В сотне метров начиналась поляна с прогнившим колодезным срубом и въехавшей в землю избой. И эту сотню метров Васков прошел беззвучно и невесомо. Он знал, что там враг, знал точно и необъяснимо, как волк знает, откуда выскочит на него заяц.
В кустах у поляны он замер и долго стоял не шевелясь, глазами обшаривая сруб, возле которого уже не было убитого им немца, покосившийся скит, темные кусты по углам.

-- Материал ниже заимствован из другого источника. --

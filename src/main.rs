use anyhow::{Context, Result};
use clap::Parser;
use std::path::PathBuf;
use tracing_subscriber::EnvFilter;

use plan_flowchart::dot;
use plan_flowchart::graph::PlanGraph;
use plan_flowchart::plan::PlanSource;
use plan_flowchart::render::{render_graph, GraphvizRenderer, OutputFormat};

const EXAMPLES: &str = "\
Examples:
  plan-flowchart conf/instances.json conf/loop_plan.json
  plan-flowchart plan.json --format svg --output-dir out/
  plan-flowchart plan.json --print-dot | dot -Tpng > plan.png

Requires Graphviz (`dot`) on PATH, or FLOWCHART_DOT_BIN pointing at it.";

/// Draw the action dependency graph of a chaos plan.
///
/// With one file, it must hold both `instances` and `actions`. With two, the
/// first holds `instances` and the second `actions`. The output is named
/// after the last file's base name.
#[derive(Parser, Debug)]
#[command(name = "plan-flowchart", version)]
#[command(after_help = EXAMPLES)]
struct Cli {
    /// <PLAN_FILE> or <INSTANCE_FILE> <ACTION_FILE>
    #[arg(value_name = "FILE", required = true, num_args = 1..=2)]
    files: Vec<PathBuf>,

    /// Output format
    #[arg(short, long, value_enum, default_value_t = OutputFormat::Png)]
    format: OutputFormat,

    /// Directory the graph source and image are written to
    #[arg(short, long, default_value = ".")]
    output_dir: PathBuf,

    /// Print the DOT source to stdout instead of rendering
    #[arg(long)]
    print_dot: bool,

    /// Enable debug logging
    #[arg(long)]
    debug: bool,
}

fn print_error_chain(err: &anyhow::Error) {
    eprintln!("Error: {err}");

    let mut n = 0;
    let mut cur = err.source();
    while let Some(cause) = cur {
        eprintln!("  {n}: {cause}");
        n += 1;
        cur = cause.source();
    }
}

fn init_tracing(debug: bool) {
    let default = if debug { "debug" } else { "warn" };
    let filter = EnvFilter::try_from_default_env().unwrap_or_else(|_| EnvFilter::new(default));
    tracing_subscriber::fmt()
        .with_env_filter(filter)
        .with_writer(std::io::stderr)
        .with_target(false)
        .without_time()
        .init();
}

fn main() {
    let cli = Cli::parse();
    init_tracing(cli.debug);

    if let Err(err) = real_main(&cli) {
        print_error_chain(&err);
        std::process::exit(1);
    }
}

fn real_main(cli: &Cli) -> Result<()> {
    let source = PlanSource::from_paths(&cli.files)
        .context("expected <PLAN_FILE> or <INSTANCE_FILE> <ACTION_FILE>")?;

    let plan = source.load().with_context(|| {
        format!(
            "failed to load plan: {}",
            source.naming_path().display()
        )
    })?;

    let graph = PlanGraph::from_plan(&plan)?;

    if cli.print_dot {
        print!("{}", dot::to_dot(&graph));
        return Ok(());
    }

    let renderer = GraphvizRenderer::from_env();
    let output = render_graph(&graph, &cli.output_dir, cli.format, &renderer)?;
    println!("{}", output.display());
    Ok(())
}
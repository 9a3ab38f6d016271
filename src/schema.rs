use jsonschema::{Draft, JSONSchema};
use once_cell::sync::Lazy;
use schemars::schema_for;
use serde_json::Value as JsonValue;
use std::fmt;

use crate::plan::{ActionDoc, CombinedDoc, InstanceDoc};

/// Cap on reported violations per document.
const MAX_VIOLATIONS: usize = 10;

/// Which of the accepted input documents a file is expected to be.
#[derive(Debug, Clone, Copy, PartialEq, Eq)]
pub enum DocumentKind {
    Instances,
    Actions,
    Combined,
}

impl fmt::Display for DocumentKind {
    fn fmt(&self, f: &mut fmt::Formatter<'_>) -> fmt::Result {
        let name = match self {
            DocumentKind::Instances => "instance",
            DocumentKind::Actions => "action",
            DocumentKind::Combined => "plan",
        };
        f.write_str(name)
    }
}

/// Schemas are generated from the Rust records so the validator and the
/// deserializer cannot drift apart.
static INSTANCE_SCHEMA: Lazy<JsonValue> = Lazy::new(|| {
    serde_json::to_value(schema_for!(InstanceDoc)).expect("schemars schema must serialize")
});

static ACTION_SCHEMA: Lazy<JsonValue> = Lazy::new(|| {
    serde_json::to_value(schema_for!(ActionDoc)).expect("schemars schema must serialize")
});

static COMBINED_SCHEMA: Lazy<JsonValue> = Lazy::new(|| {
    serde_json::to_value(schema_for!(CombinedDoc)).expect("schemars schema must serialize")
});

static INSTANCE_VALIDATOR: Lazy<JSONSchema> = Lazy::new(|| compile(&INSTANCE_SCHEMA));
static ACTION_VALIDATOR: Lazy<JSONSchema> = Lazy::new(|| compile(&ACTION_SCHEMA));
static COMBINED_VALIDATOR: Lazy<JSONSchema> = Lazy::new(|| compile(&COMBINED_SCHEMA));

fn compile(schema: &JsonValue) -> JSONSchema {
    JSONSchema::options()
        .with_draft(Draft::Draft7)
        .compile(schema)
        .expect("failed to compile generated document schema")
}

/// JSON Schema for a document kind, as generated from the records.
pub fn document_schema(kind: DocumentKind) -> &'static JsonValue {
    match kind {
        DocumentKind::Instances => &*INSTANCE_SCHEMA,
        DocumentKind::Actions => &*ACTION_SCHEMA,
        DocumentKind::Combined => &*COMBINED_SCHEMA,
    }
}

fn validator(kind: DocumentKind) -> &'static JSONSchema {
    match kind {
        DocumentKind::Instances => &*INSTANCE_VALIDATOR,
        DocumentKind::Actions => &*ACTION_VALIDATOR,
        DocumentKind::Combined => &*COMBINED_VALIDATOR,
    }
}

/// Schema violations for `value`, one line per problem, prefixed with the
/// JSON pointer of the offending element. Empty when the document conforms.
pub fn violations(kind: DocumentKind, value: &JsonValue) -> Vec<String> {
    let mut msgs: Vec<String> = Vec::new();

    // The error iterator borrows `value`; drain it here.
    if let Err(errors) = validator(kind).validate(value) {
        for (i, e) in errors.enumerate() {
            if i >= MAX_VIOLATIONS {
                msgs.push("... (more schema errors omitted)".to_string());
                break;
            }
            let instance_path = e.instance_path.to_string();
            let path = if instance_path.is_empty() {
                "/".to_string()
            } else {
                instance_path
            };
            msgs.push(format!("at {path}: {e}"));
        }
    }

    msgs
}

#[cfg(test)]
mod tests {
    use super::*;
    use serde_json::json;

    #[test]
    fn action_schema_accepts_nested_sub_plans() {
        let doc = json!({
            "actions": [
                {"type": "StartAction", "depends": [], "inst_index": 0},
                {"type": "LoopAction", "depends": [0], "sub_plan": [
                    {"type": "KillAction", "depends": []},
                    {"type": "LoopAction", "depends": [0], "sub_plan": [
                        {"type": "WaitAction", "depends": []}
                    ]}
                ]}
            ]
        });
        assert!(violations(DocumentKind::Actions, &doc).is_empty());
    }

    #[test]
    fn action_schema_requires_depends() {
        let doc = json!({"actions": [{"type": "A"}]});
        let errs = violations(DocumentKind::Actions, &doc);
        assert_eq!(errs.len(), 1, "{errs:?}");
        assert!(errs[0].starts_with("at /actions/0:"), "{errs:?}");
        assert!(errs[0].contains("depends"), "{errs:?}");
    }

    #[test]
    fn action_schema_rejects_negative_indices_in_sub_plans() {
        let doc = json!({
            "actions": [
                {"type": "LoopAction", "depends": [], "sub_plan": [
                    {"type": "X", "depends": [-1]}
                ]}
            ]
        });
        let errs = violations(DocumentKind::Actions, &doc);
        assert!(!errs.is_empty());
        assert!(
            errs.iter().any(|e| e.contains("/actions/0/sub_plan/0/depends/0")),
            "{errs:?}"
        );
    }

    #[test]
    fn instance_schema_requires_type() {
        let doc = json!({"instances": [{"host": "127.0.0.1"}]});
        let errs = violations(DocumentKind::Instances, &doc);
        assert!(errs.iter().any(|e| e.contains("type")), "{errs:?}");
    }

    #[test]
    fn combined_schema_allows_missing_instances() {
        let doc = json!({"actions": []});
        assert!(violations(DocumentKind::Combined, &doc).is_empty());
        assert!(!violations(DocumentKind::Combined, &json!({"instances": []})).is_empty());
    }

    #[test]
    fn generated_schemas_name_their_root_keys() {
        let schema = document_schema(DocumentKind::Actions);
        assert!(schema["properties"].get("actions").is_some());
        let schema = document_schema(DocumentKind::Instances);
        assert!(schema["properties"].get("instances").is_some());
    }
}
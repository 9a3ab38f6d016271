use schemars::JsonSchema;
use serde::de::DeserializeOwned;
use serde::{Deserialize, Serialize};
use serde_json::Value as JsonValue;
use std::fmt;
use std::fs;
use std::io;
use std::path::{Path, PathBuf};
use thiserror::Error;
use tracing::{debug, info};

use crate::schema::{self, DocumentKind};

/// Object an action may point at through `inst_index`.
///
/// Only `type` contributes to the rendered graph; any other fields a plan
/// author attaches (hosts, config paths, ...) are accepted and ignored.
#[derive(Debug, Clone, Serialize, Deserialize, JsonSchema, PartialEq, Eq)]
pub struct Instance {
    #[serde(rename = "type")]
    pub kind: String,
}

/// One step of a plan.
#[derive(Debug, Clone, Serialize, Deserialize, JsonSchema, PartialEq, Eq)]
pub struct Action {
    #[serde(rename = "type")]
    pub kind: String,

    /// Sibling indices this action waits on.
    pub depends: Vec<usize>,

    #[serde(default, skip_serializing_if = "Option::is_none")]
    pub inst_index: Option<usize>,

    /// Nested plan (e.g. the body of a `LoopAction`). Indices inside it are
    /// local to the sub-plan.
    #[serde(default, skip_serializing_if = "Option::is_none")]
    pub sub_plan: Option<Vec<Action>>,
}

impl Action {
    pub fn new(kind: impl Into<String>, depends: Vec<usize>) -> Self {
        Self {
            kind: kind.into(),
            depends,
            inst_index: None,
            sub_plan: None,
        }
    }

    pub fn with_instance(mut self, inst_index: usize) -> Self {
        self.inst_index = Some(inst_index);
        self
    }

    pub fn with_sub_plan(mut self, sub_plan: Vec<Action>) -> Self {
        self.sub_plan = Some(sub_plan);
        self
    }
}

/// `{ "instances": [...] }`
#[derive(Debug, Clone, Serialize, Deserialize, JsonSchema, PartialEq, Eq)]
pub struct InstanceDoc {
    pub instances: Vec<Instance>,
}

/// `{ "actions": [...] }`
#[derive(Debug, Clone, Serialize, Deserialize, JsonSchema, PartialEq, Eq)]
pub struct ActionDoc {
    pub actions: Vec<Action>,
}

/// Single document carrying both instances and actions.
#[derive(Debug, Clone, Serialize, Deserialize, JsonSchema, PartialEq, Eq)]
pub struct CombinedDoc {
    #[serde(default)]
    pub instances: Vec<Instance>,
    pub actions: Vec<Action>,
}

#[derive(Debug, Error)]
pub enum PlanError {
    #[error("failed to read {}", .path.display())]
    InputRead {
        path: PathBuf,
        #[source]
        source: io::Error,
    },

    #[error("invalid JSON in {}", .path.display())]
    Parse {
        path: PathBuf,
        #[source]
        source: serde_json::Error,
    },

    #[error("{} does not match the {kind} document shape", .path.display())]
    Shape {
        path: PathBuf,
        kind: DocumentKind,
        #[source]
        source: serde_json::Error,
    },

    #[error("{} is not a valid {kind} document:\n{details}", .path.display())]
    Schema {
        path: PathBuf,
        kind: DocumentKind,
        details: String,
    },

    #[error(
        "{scope}[{action}] depends on unknown action {target} (scope has {len} action(s))"
    )]
    UnknownDependency {
        scope: String,
        action: usize,
        target: usize,
        len: usize,
    },

    #[error(
        "{scope}[{action}] references unknown instance {index} ({len} instance(s) declared)"
    )]
    UnknownInstance {
        scope: String,
        action: usize,
        index: usize,
        len: usize,
    },
}

impl PlanError {
    /// True for dangling `depends` / `inst_index` values.
    pub fn is_reference_error(&self) -> bool {
        matches!(
            self,
            PlanError::UnknownDependency { .. } | PlanError::UnknownInstance { .. }
        )
    }
}

/// Sibling scope within the action tree.
///
/// `prefix` keys rendered nodes; `path` only feeds diagnostics.
#[derive(Debug, Clone, PartialEq, Eq)]
pub struct Scope {
    pub prefix: String,
    pub path: String,
}

pub const ROOT_PREFIX: &str = "main";

impl Scope {
    pub fn root() -> Self {
        Self {
            prefix: ROOT_PREFIX.to_string(),
            path: "actions".to_string(),
        }
    }

    pub fn node_key(&self, index: usize) -> String {
        format!("{}{}", self.prefix, index)
    }

    /// Scope of the sub-plan owned by the action at `index`.
    pub fn child(&self, index: usize) -> Self {
        Self {
            prefix: format!("{}_", self.node_key(index)),
            path: format!("{}[{}].sub_plan", self.path, index),
        }
    }
}

impl fmt::Display for Scope {
    fn fmt(&self, f: &mut fmt::Formatter<'_>) -> fmt::Result {
        f.write_str(&self.path)
    }
}

/// Fully loaded plan ready to be drawn.
#[derive(Debug, Clone, PartialEq, Eq)]
pub struct Plan {
    /// Graph name, taken from the action (or combined) file stem.
    pub name: String,
    pub instances: Vec<Instance>,
    pub actions: Vec<Action>,
}

impl Plan {
    pub fn new(name: impl Into<String>, instances: Vec<Instance>, actions: Vec<Action>) -> Self {
        Self {
            name: name.into(),
            instances,
            actions,
        }
    }

    /// Check every `depends` and `inst_index` in the tree before anything is
    /// drawn, so a bad plan fails with the offending scope and index.
    pub fn validate(&self) -> Result<(), PlanError> {
        validate_scope(&self.instances, &self.actions, &Scope::root())
    }

    /// Total number of actions, sub-plans included.
    pub fn action_count(&self) -> usize {
        fn count(actions: &[Action]) -> usize {
            actions
                .iter()
                .map(|a| 1 + a.sub_plan.as_deref().map(count).unwrap_or(0))
                .sum()
        }
        count(&self.actions)
    }
}

pub(crate) fn check_dependency(
    scope: &Scope,
    action: usize,
    target: usize,
    len: usize,
) -> Result<(), PlanError> {
    if target >= len {
        return Err(PlanError::UnknownDependency {
            scope: scope.path.clone(),
            action,
            target,
            len,
        });
    }
    Ok(())
}

pub(crate) fn lookup_instance<'a>(
    instances: &'a [Instance],
    scope: &Scope,
    action: usize,
    index: usize,
) -> Result<&'a Instance, PlanError> {
    instances.get(index).ok_or_else(|| PlanError::UnknownInstance {
        scope: scope.path.clone(),
        action,
        index,
        len: instances.len(),
    })
}

fn validate_scope(
    instances: &[Instance],
    actions: &[Action],
    scope: &Scope,
) -> Result<(), PlanError> {
    for (idx, action) in actions.iter().enumerate() {
        for &dep in &action.depends {
            check_dependency(scope, idx, dep, actions.len())?;
        }
        if let Some(inst) = action.inst_index {
            lookup_instance(instances, scope, idx, inst)?;
        }
        if let Some(sub) = action.sub_plan.as_deref() {
            validate_scope(instances, sub, &scope.child(idx))?;
        }
    }
    Ok(())
}

/// Where the plan comes from on disk.
#[derive(Debug, Clone, PartialEq, Eq)]
pub enum PlanSource {
    /// Instance document and action document in separate files.
    Split {
        instances: PathBuf,
        actions: PathBuf,
    },
    /// One document with both `instances` and `actions`.
    Combined(PathBuf),
}

impl PlanSource {
    /// One path means a combined document; two mean `<instances> <actions>`.
    pub fn from_paths(paths: &[PathBuf]) -> Option<Self> {
        match paths {
            [single] => Some(PlanSource::Combined(single.clone())),
            [instances, actions] => Some(PlanSource::Split {
                instances: instances.clone(),
                actions: actions.clone(),
            }),
            _ => None,
        }
    }

    /// File the output is named after.
    pub fn naming_path(&self) -> &Path {
        match self {
            PlanSource::Split { actions, .. } => actions,
            PlanSource::Combined(path) => path,
        }
    }

    /// Base name of the naming file with its extension stripped.
    pub fn graph_name(&self) -> String {
        self.naming_path()
            .file_stem()
            .map(|s| s.to_string_lossy().into_owned())
            .filter(|s| !s.is_empty())
            .unwrap_or_else(|| "plan".to_string())
    }

    /// Read, schema-check, parse and validate the plan.
    pub fn load(&self) -> Result<Plan, PlanError> {
        let plan = match self {
            PlanSource::Split { instances, actions } => {
                let inst_doc: InstanceDoc = load_document(instances, DocumentKind::Instances)?;
                let act_doc: ActionDoc = load_document(actions, DocumentKind::Actions)?;
                Plan::new(self.graph_name(), inst_doc.instances, act_doc.actions)
            }
            PlanSource::Combined(path) => {
                let doc: CombinedDoc = load_document(path, DocumentKind::Combined)?;
                Plan::new(self.graph_name(), doc.instances, doc.actions)
            }
        };

        plan.validate()?;
        info!(
            name = %plan.name,
            instances = plan.instances.len(),
            actions = plan.action_count(),
            "Loaded plan"
        );
        Ok(plan)
    }
}

fn load_document<T: DeserializeOwned>(path: &Path, kind: DocumentKind) -> Result<T, PlanError> {
    debug!(path = %path.display(), %kind, "Reading document");
    let text = fs::read_to_string(path).map_err(|source| PlanError::InputRead {
        path: path.to_path_buf(),
        source,
    })?;
    parse_document(path, &text, kind)
}

/// Parse document text already read from `path`.
pub fn parse_document<T: DeserializeOwned>(
    path: &Path,
    text: &str,
    kind: DocumentKind,
) -> Result<T, PlanError> {
    let value: JsonValue = serde_json::from_str(text).map_err(|source| PlanError::Parse {
        path: path.to_path_buf(),
        source,
    })?;

    let violations = schema::violations(kind, &value);
    if !violations.is_empty() {
        return Err(PlanError::Schema {
            path: path.to_path_buf(),
            kind,
            details: violations.join("\n"),
        });
    }

    serde_json::from_value(value).map_err(|source| PlanError::Shape {
        path: path.to_path_buf(),
        kind,
        source,
    })
}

Ничего не было там особенного, ничего не замечалось, но старшина терпеливо ждал. И когда от угла избы чуть проплыло смутное пятно, он не удивился. Он уже знал, что именно там стоит часовой.
Он шел к нему долго, бесконечно долго. Медленно, как во сне, поднимал ногу, невесомо опускал ее на землю и не переступал – переливал тяжесть по капле, чтоб не скрипнула ни одна веточка. В этом странном птичьем танце он обошел поляну и оказался за спиной неподвижного часового. И еще медленнее, еще плавнее двинулся к этой широкой темной спине. Не пошел – поплыл.
И в шаге остановился. Он долго сдерживал дыхание и теперь ждал, пока успокоится сердце. Он давно уже сунул в кобуру наган, держал в правой руке нож и сейчас, чувствуя тяжелый запах чужого тела, медленно, по миллиметру заносил финку для одного-единственного решающего удара.
И еще – копил силы. Потому что их было мало. Очень мало, а левая рука уже ничем не могла помочь.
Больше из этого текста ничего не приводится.